9. The process according to claim 1, wherein compacting said cake is carried out at a pressure between 20 and 35 bars.

10. The process according to claim 1, wherein, after compacting and before drying, said cake has a dry matter level between 29 and 32 wt %.

11. The process according to claim 7, wherein the dried cake that has been subject to the grinding step is subjected to an agglomerating step.

Description

EXAMPLES

Example 1 (Reference)

(1) The precipitated silica suspension used (S) is a Z1165MP silica slurry, resulting from a precipitation reaction, having the following characteristics: Temperature: 60 C. pH: 4.4-5.2 Humidity: 90%

(2) The silica suspension S is filtered and washed on a filter press, then undergoes compacting at a pressure of 8 bars on the same filter. The resulting silica cake has a solids content of 23.5 wt %.

(3) The silica cake is then lump broken by passing through a Nibleur tool (Gericke) equipped with an 8 mm grate.

(4) The lump-broken silica cake is then fed into a ring dryer (GEA Barr Rosin) by a conveyor belt at 8 kg/h. The input temperature of the dryer is set at 305 C. and the output temperature at 130 C.

(5) The output product is a precipitated silica in powder form with a humidity equal to 6.4%.

(6) The obtained precipitated silica has a pore distribution such that its pore volume ratio V2/V1 (pore volume consisting of the pores with diameters comprised between 175 and 275 /pore volume consisting of the pores with diameters smaller than or equal to 400 , the pore volumes being measured by mercury porosimetry, the pore diameters being calculated by the Washburn relationship with a contact angle theta equal to 130 and a surface tension gamma equal to 484 dynes/cm or N/m (Micromeritics Autopore IV 9500 porosimeter)) is 54%.

Example 2 (According to the Invention)

(7) The precipitated silica suspension S is filtered and washed in the same way as in example 1.

(8) At the end of washing, compacting at a pressure of 25 bars by inflating membranes of the membranous plates of the filter press is applied to the cake. The silica cake obtained has a solids content of 30 wt %.

(9) The silica cake is then lump-broken by passing through a Nibleur tool (Gericke) equipped with an 8 mm grate.

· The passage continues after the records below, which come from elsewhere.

//! Storage seam for rooms, matches and knockdown records
//!
//! The engine only talks to the [`Store`] trait; [`MemoryStore`] is the
//! in-process implementation. All methods are synchronous and short so they
//! can be called while holding per-match locks.

use std::collections::HashMap;
use std::sync::{Mutex, PoisonError};

use ringside_combat::{FighterId, Player};
use thiserror::Error;

use crate::records::{KnockdownRecord, MatchId, MatchRecord, MatchStatus, RoomRecord, RoomStatus};

#[derive(Error, Debug)]
pub enum StoreError {
    #[error("Record not found")]
    NotFound,

    #[error("Record already exists")]
    Conflict,
}

/// Persistence operations the engine and coordinators depend on.
pub trait Store: Send + Sync {
    fn insert_room(&self, room: RoomRecord) -> Result<(), StoreError>;
    fn get_room(&self, token: &str) -> Result<RoomRecord, StoreError>;
    fn update_room(&self, room: RoomRecord) -> Result<(), StoreError>;
    fn delete_room(&self, token: &str) -> Result<(), StoreError>;

    /// The fighter's own room in `Waiting` or `Ready` state, if any.
    fn open_room_of(&self, creator: FighterId) -> Option<RoomRecord>;
    /// The `Ready` room this fighter created, if any.
    fn ready_room_of(&self, creator: FighterId) -> Option<RoomRecord>;
    /// All non-finished rooms the fighter participates in.
    fn open_rooms_with(&self, fighter: FighterId) -> Vec<RoomRecord>;

    /// Fails with `Conflict` if the id is taken or either participant is
    /// already in an active match; the check and the insert are atomic.
    fn insert_match(&self, record: MatchRecord) -> Result<(), StoreError>;
    fn get_match(&self, id: MatchId) -> Result<MatchRecord, StoreError>;
    fn update_match(&self, record: MatchRecord) -> Result<(), StoreError>;

    /// The active match this fighter is in, if any.
    fn active_match_of(&self, fighter: FighterId) -> Option<MatchRecord>;

    fn insert_knockdown(&self, record: KnockdownRecord) -> Result<(), StoreError>;
    fn knockdowns_of(&self, id: MatchId) -> Vec<KnockdownRecord>;
    fn delete_knockdown(&self, id: MatchId, player: Player) -> Result<(), StoreError>;
    fn delete_knockdowns(&self, id: MatchId);
}

/// Hash-map backed store for a single process.
#[derive(Default)]
pub struct MemoryStore {
    rooms: Mutex<HashMap<String, RoomRecord>>,
    matches: Mutex<HashMap<MatchId, MatchRecord>>,
    knockdowns: Mutex<Vec<KnockdownRecord>>,
}

impl MemoryStore {
    pub fn new() -> Self {
        Self::default()
    }
}

impl Store for MemoryStore {
    fn insert_room(&self, room: RoomRecord) -> Result<(), StoreError> {
        let mut rooms = self.rooms.lock().unwrap_or_else(PoisonError::into_inner);
        if rooms.contains_key(&room.token.0) {
            return Err(StoreError::Conflict);
        }
        rooms.insert(room.token.0.clone(), room);
        Ok(())
    }

    fn get_room(&self, token: &str) -> Result<RoomRecord, StoreError> {
        self.rooms
            .lock()
            .unwrap_or_else(PoisonError::into_inner)
            .get(token)
            .cloned()
            .ok_or(StoreError::NotFound)
    }

    fn update_room(&self, room: RoomRecord) -> Result<(), StoreError> {
        let mut rooms = self.rooms.lock().unwrap_or_else(PoisonError::into_inner);
        match rooms.get_mut(&room.token.0) {
            Some(slot) => {
                *slot = room;
                Ok(())
            }
            None => Err(StoreError::NotFound),
        }
    }

    fn delete_room(&self, token: &str) -> Result<(), StoreError> {
        self.rooms
            .lock()
            .unwrap_or_else(PoisonError::into_inner)
            .remove(token)
            .map(|_| ())
            .ok_or(StoreError::NotFound)
    }

    fn open_room_of(&self, creator: FighterId) -> Option<RoomRecord> {
        self.rooms
            .lock()
            .unwrap_or_else(PoisonError::into_inner)
            .values()
            .find(|r| {
                r.creator == creator
                    && matches!(r.status, RoomStatus::Waiting | RoomStatus::Ready)
            })
            .cloned()
    }

    fn ready_room_of(&self, creator: FighterId) -> Option<RoomRecord> {
        self.rooms
            .lock()
            .unwrap_or_else(PoisonError::into_inner)
            .values()
            .find(|r| r.creator == creator && r.status == RoomStatus::Ready)
            .cloned()
    }

    fn open_rooms_with(&self, fighter: FighterId) -> Vec<RoomRecord> {
        self.rooms
            .lock()
            .unwrap_or_else(PoisonError::into_inner)
            .values()
            .filter(|r| {
                r.status != RoomStatus::Finished
                    && (r.creator == fighter || r.opponent == Some(fighter))
            })
            .cloned()
            .collect()
    }

    fn insert_match(&self, record: MatchRecord) -> Result<(), StoreError> {
        let mut matches = self.matches.lock().unwrap_or_else(PoisonError::into_inner);
        if matches.contains_key(&record.id) {
            return Err(StoreError::Conflict);
        }
        let busy = matches.values().any(|m| {
            m.status == MatchStatus::Active
                && record.players.iter().any(|p| m.player_slot(*p).is_some())
        });
        if busy {
            return Err(StoreError::Conflict);
        }
        matches.insert(record.id, record);
        Ok(())
    }

    fn get_match(&self, id: MatchId) -> Result<MatchRecord, StoreError> {
        self.matches
            .lock()
            .unwrap_or_else(PoisonError::into_inner)
            .get(&id)
            .cloned()
            .ok_or(StoreError::NotFound)
    }

    fn update_match(&self, record: MatchRecord) -> Result<(), StoreError> {
        let mut matches = self.matches.lock().unwrap_or_else(PoisonError::into_inner);
        match matches.get_mut(&record.id) {
            Some(slot) => {
                *slot = record;
                Ok(())
            }
            None => Err(StoreError::NotFound),
        }
    }

    fn active_match_of(&self, fighter: FighterId) -> Option<MatchRecord> {
        self.matches
            .lock()
            .unwrap_or_else(PoisonError::into_inner)
            .values()
            .find(|m| m.status == MatchStatus::Active && m.player_slot(fighter).is_some())
            .cloned()
    }

    fn insert_knockdown(&self, record: KnockdownRecord) -> Result<(), StoreError> {
        let mut knockdowns = self
            .knockdowns
            .lock()
            .unwrap_or_else(PoisonError::into_inner);
        if knockdowns
            .iter()
            .any(|k| k.match_id == record.match_id && k.player == record.player)
        {
            return Err(StoreError::Conflict);
        }
        knockdowns.push(record);
        Ok(())
    }

    fn knockdowns_of(&self, id: MatchId) -> Vec<KnockdownRecord> {
        self.knockdowns
            .lock()
            .unwrap_or_else(PoisonError::into_inner)
            .iter()
            .filter(|k| k.match_id == id)
            .cloned()
            .collect()
    }

    fn delete_knockdown(&self, id: MatchId, player: Player) -> Result<(), StoreError> {
        let mut knockdowns = self
            .knockdowns
            .lock()
            .unwrap_or_else(PoisonError::into_inner);
        let before = knockdowns.len();
        knockdowns.retain(|k| !(k.match_id == id && k.player == player));
        if knockdowns.len() == before {
            return Err(StoreError::NotFound);
        }
        Ok(())
    }

    fn delete_knockdowns(&self, id: MatchId) {
        self.knockdowns
            .lock()
            .unwrap_or_else(PoisonError::into_inner)
            .retain(|k| k.match_id != id);
    }
}

#[cfg(test)]
mod tests {
    use super::*;
    use crate::records::RoomToken;
    use tokio::time::Instant;

    fn room(token: &str, creator: u64, status: RoomStatus) -> RoomRecord {
        RoomRecord {
            token: RoomToken(token.to_string()),
            creator: FighterId(creator),
            opponent: None,
            created_at: Instant::now(),
            status,
        }
    }

    #[tokio::test]
    async fn test_room_crud() {
        let store = MemoryStore::new();
        store.insert_room(room("ABC123", 1, RoomStatus::Waiting)).unwrap();
        assert!(matches!(
            store.insert_room(room("ABC123", 2, RoomStatus::Waiting)),
            Err(StoreError::Conflict)
        ));

        let mut fetched = store.get_room("ABC123").unwrap();
        assert_eq!(fetched.creator, FighterId(1));

        fetched.status = RoomStatus::Ready;
        store.update_room(fetched).unwrap();
        assert_eq!(store.get_room("ABC123").unwrap().status, RoomStatus::Ready);
        assert!(store.ready_room_of(FighterId(1)).is_some());

        store.delete_room("ABC123").unwrap();
        assert!(matches!(store.get_room("ABC123"), Err(StoreError::NotFound)));
    }

    #[tokio::test]
    async fn test_open_rooms_with_skips_closed() {
        let store = MemoryStore::new();
        store.insert_room(room("AAAAAA", 1, RoomStatus::Waiting)).unwrap();
        store.insert_room(room("BBBBBB", 1, RoomStatus::Finished)).unwrap();
        let mut joined = room("CCCCCC", 2, RoomStatus::Ready);
        joined.opponent = Some(FighterId(1));
        store.insert_room(joined).unwrap();

        let open = store.open_rooms_with(FighterId(1));
        assert_eq!(open.len(), 2);
        assert!(open.iter().all(|r| r.token.0 != "BBBBBB"));
    }

    #[tokio::test]
    async fn test_insert_match_rejects_busy_fighters() {
        use ringside_combat::{Archetype, RoundState};

        let sheets = [
            Archetype::Swarmer.stat_sheet(),
            Archetype::OutBoxer.stat_sheet(),
        ];
        let record = |id: u64, p1: u64, p2: u64, status: MatchStatus| MatchRecord {
            id: MatchId(id),
            players: [FighterId(p1), FighterId(p2)],
            status,
            started_at: Instant::now(),
            state: RoundState::opening([&sheets[0], &sheets[1]]),
            pending: [None, None],
            deadline: Instant::now(),
            verdict: None,
        };

        let store = MemoryStore::new();
        store.insert_match(record(1, 1, 2, MatchStatus::Active)).unwrap();
        // Fighter 2 is still fighting.
        assert!(matches!(
            store.insert_match(record(2, 2, 3, MatchStatus::Active)),
            Err(StoreError::Conflict)
        ));

        let mut done = store.get_match(MatchId(1)).unwrap();
        done.status = MatchStatus::Finished;
        store.update_match(done).unwrap();
        store.insert_match(record(2, 2, 3, MatchStatus::Active)).unwrap();
    }

    #[tokio::test]
    async fn test_knockdown_records() {
        let store = MemoryStore::new();
        let record = KnockdownRecord {
            match_id: MatchId(7),
            player: Player::P1,
            deadline: Instant::now(),
        };
        store.insert_knockdown(record.clone()).unwrap();
        assert!(matches!(
            store.insert_knockdown(record),
            Err(StoreError::Conflict)
        ));
        assert_eq!(store.knockdowns_of(MatchId(7)).len(), 1);

        store.delete_knockdown(MatchId(7), Player::P1).unwrap();
        assert!(matches!(
            store.delete_knockdown(MatchId(7), Player::P1),
            Err(StoreError::NotFound)
        ));
        store.delete_knockdowns(MatchId(7));
    }
}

(10) The lump-broken silica cake is then fed into a ring dryer (GEA Barr Rosin) by a conveyor belt at 9 kg/h. The input temperature of the dryer is set at 300 C. and the output temperature at 131 C.

(11) The output product is a precipitated silica in powder form with a humidity equal to 7.1%.

(12) An energy gain of 29% can be seen, as well as an associated productivity gain of 39% relative to example 1.

(13) In addition to having a pore volume ratio V2/V1 (56%) close to that of the precipitated silica obtained in example 1, the precipitated silica also has a similar dispersibility to the latter.

(14) The process according to the invention here comprising a compacting step at a pressure of 25 bars makes it possible to save energy and increase productivity during drying.